# Pictures of my M3!



## motoyen (Mar 19, 2003)

Hey guys here are some pictures of my E30 M3. I recently installed the smoked headlights and smoked tails. Not bad for a 16 year old car with 100K miles on her eh? More pictures can bee seen on my site. Cheers, Anthony.

More pictures here.


----------



## treadman (Jul 11, 2003)

Real nice and clean looking.


----------



## Jetfire (Jun 20, 2002)

I really like your photo composition, but it looks like your highlights got washed out in the light. Just a quick photo critique.

I love the car, though. :thumbup: Every time I see an E30 M3, it makes me want to get mine back together ASAP. Sigh...


----------



## motoyen (Mar 19, 2003)

Hey Jetfire can you explain what you mean about the photo? I'm just getting into photography and would love any tips. If you have a chance can you take a look at the other pics I have on my site and let me know what you think. I use a canon S230 but so far I shoot in automatic mode because I really don't know exactly how to use all the options. Thanks!

my gallery


----------



## Jetfire (Jun 20, 2002)

I've seen some of your other photos before. They look great! 

Take a look at the white areas of your photos. Particularly in areas like the corner of the trunklid, do you see how there isn't any detail at all? The "whiteness" of that spot just washed out all of the actual image that you're trying to capture. That's what I mean.
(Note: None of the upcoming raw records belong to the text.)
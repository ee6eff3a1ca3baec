//! Secondary windows

pub mod audio_settings;
pub mod trim;
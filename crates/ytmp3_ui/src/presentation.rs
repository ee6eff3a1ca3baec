//! Session → display text.
//!
//! Pure functions so the main window's progress bar and status line can be
//! tested without a running event loop.

use std::path::PathBuf;

use ytmp3_core::media::{parse_percent, strip_ansi};
use ytmp3_core::models::{Session, SessionState};

/// What the progress bar and percentage label should show.
#[derive(Debug, Clone, PartialEq)]
pub struct ProgressView {
    /// Bar fill in `[0, 1]`.
    pub fraction: f32,
    pub label: String,
}

/// Progress for states that drive the bar; `None` leaves it as it is.
pub fn progress_view(session: &Session) -> Option<ProgressView> {
    match session.state {
        SessionState::Request => Some(ProgressView {
            fraction: 0.0,
            label: "0%".to_string(),
        }),
        SessionState::Downloading => {
            let raw = &session.download_status.progress;
            let fraction = parse_percent(raw)?;
            Some(ProgressView {
                fraction,
                label: strip_ansi(raw).trim().to_string(),
            })
        }
        SessionState::Postprocessing => Some(ProgressView {
            fraction: 1.0,
            label: "100%".to_string(),
        }),
        _ => None,
    }
}

/// Status line under the progress bar.
pub fn log_line(session: &Session) -> String {
    match session.state {
        SessionState::Request => "Requesting information...".to_string(),
        SessionState::Downloading => format!(
            "Downloading... SPEED {} ETA {}",
            session.download_status.speed, session.download_status.eta
        ),
        SessionState::Postprocessing => "Postprocessing...".to_string(),
        SessionState::Done => {
            let trim_info = if session.trimmed_download {
                format!(",\n{}", display_path(&session.trim_filepath))
            } else {
                String::new()
            };
            format!(
                "Done! File saved at {}{}",
                display_path(&session.save_path),
                trim_info
            )
        }
        SessionState::Trimmed => format!(
            "File trimmed and saved at {}",
            display_path(&session.trim_filepath)
        ),
        SessionState::SaveDirChanged => format!(
            "Default save directory changed to {}",
            session.default_save_dir
        ),
        SessionState::Error => format!("An error occured: {}", session.error_message),
    }
}

fn display_path(path: &Option<PathBuf>) -> String {
    path.as_ref()
        .map(|p| p.display().to_string())
        .unwrap_or_default()
}
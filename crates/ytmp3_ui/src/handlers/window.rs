//! Window management handlers.

use iced::window;
use iced::{Size, Task};

use crate::app::{App, Message};
use crate::types::{TrimFieldOwner, WindowKind};

impl App {
    /// Open the trim window.
    ///
    /// The current trim range is saved and then cleared, so the window
    /// starts empty. Closing it puts the saved range back unless a trim was
    /// committed from it.
    pub fn open_trim_window(&mut self) -> Task<Message> {
        if self.trim_window_id.is_some() {
            return Task::none();
        }

        self.previous_trim_settings = Some(self.controller.save_trim_settings());
        self.controller.reset_trim_settings();
        self.trim_fields.clear();
        self.trim_file_path.clear();
        self.clear_trim_input_error(TrimFieldOwner::Trim);

        let settings = window::Settings {
            size: Size::new(640.0, 300.0),
            resizable: false,
            decorations: true,
            ..Default::default()
        };

        let (id, open_task) = window::open(settings);
        self.window_map.insert(id, WindowKind::Trim);
        self.trim_window_id = Some(id);

        open_task.map(|_| Message::Noop)
    }

    /// Close the trim window, restoring the saved range if nothing was committed.
    pub fn close_trim_window(&mut self) -> Task<Message> {
        if let Some(id) = self.trim_window_id.take() {
            self.window_map.remove(&id);
            self.restore_trim_settings();
            return window::close(id);
        }
        Task::none()
    }

    fn restore_trim_settings(&mut self) {
        if let Some(saved) = self.previous_trim_settings.take() {
            self.controller.load_trim_settings(saved);
        }
        self.trim_fields.clear();
        self.clear_trim_input_error(TrimFieldOwner::Trim);
    }

    /// Open the audio settings window.
    pub fn open_audio_settings_window(&mut self) -> Task<Message> {
        if self.audio_settings_window_id.is_some() {
            return Task::none();
        }

        self.filename_input = self.controller.custom_filename();
        self.audio_trim_fields.clear();
        self.clear_trim_input_error(TrimFieldOwner::AudioSettings);

        let settings = window::Settings {
            size: Size::new(640.0, 280.0),
            resizable: false,
            decorations: true,
            ..Default::default()
        };

        let (id, open_task) = window::open(settings);
        self.window_map.insert(id, WindowKind::AudioSettings);
        self.audio_settings_window_id = Some(id);

        open_task.map(|_| Message::Noop)
    }

    /// Close the audio settings window. Settings made there are kept.
    pub fn close_audio_settings_window(&mut self) -> Task<Message> {
        if let Some(id) = self.audio_settings_window_id.take() {
            self.window_map.remove(&id);
            self.clear_trim_input_error(TrimFieldOwner::AudioSettings);
            return window::close(id);
        }
        Task::none()
    }

    /// Handle window closed event (e.g., user clicked X button).
    pub fn handle_window_closed(&mut self, id: window::Id) -> Task<Message> {
        if let Some(window_kind) = self.window_map.remove(&id) {
            match window_kind {
                WindowKind::Main => {
                    tracing::info!("Main window closed, exiting");
                    self.main_window_id = None;
                    return iced::exit();
                }
                WindowKind::Trim => {
                    self.trim_window_id = None;
                    self.restore_trim_settings();
                }
                WindowKind::AudioSettings => {
                    self.audio_settings_window_id = None;
                    self.clear_trim_input_error(TrimFieldOwner::AudioSettings);
                }
            }
        }
        Task::none()
    }

    /// Handle window opened event.
    pub fn handle_window_opened(&mut self, window_kind: WindowKind, id: window::Id) -> Task<Message> {
        self.window_map.insert(id, window_kind);
        Task::none()
    }
}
Otherwise, I like the way you set up the photo and the backdrop.


----------



## Jetfire (Jun 20, 2002)

Another good spot to point out what I mean is the white areas on the wall behind your car in the bottom photo. If you were to look at a histogram of the photo, you'd see the graph maxed out at the high end.


----------



## motoyen (Mar 19, 2003)

I see what you mean. I need to study more about photography because right now I have everything set on automatic. I wish I knew how to use all the settings on my camera.


----------



## Jetfire (Jun 20, 2002)

motoyen said:


> I see what you mean. I need to study more about photography because right now I have everything set on automatic. I wish I knew how to use all the settings on my camera.


 The good news is that you have a good eye for setting up the shots. They really look great and the car looks awesome as well. :thumbup:

See if you can take the same shots at different times of day, like early morning or afternoon/evening. You can get some great light in those conditions. Certain filters can also make a difference. Your camera doesn't have a ton of adjustability in it, but you can probably make some big improvements just by playing around with it.


----------



## crewcialmark (Oct 4, 2003)

*Nice Ride*

Now thats a BEAUTY.....


----------



## Jetfire (Jun 20, 2002)

:yummy:


----------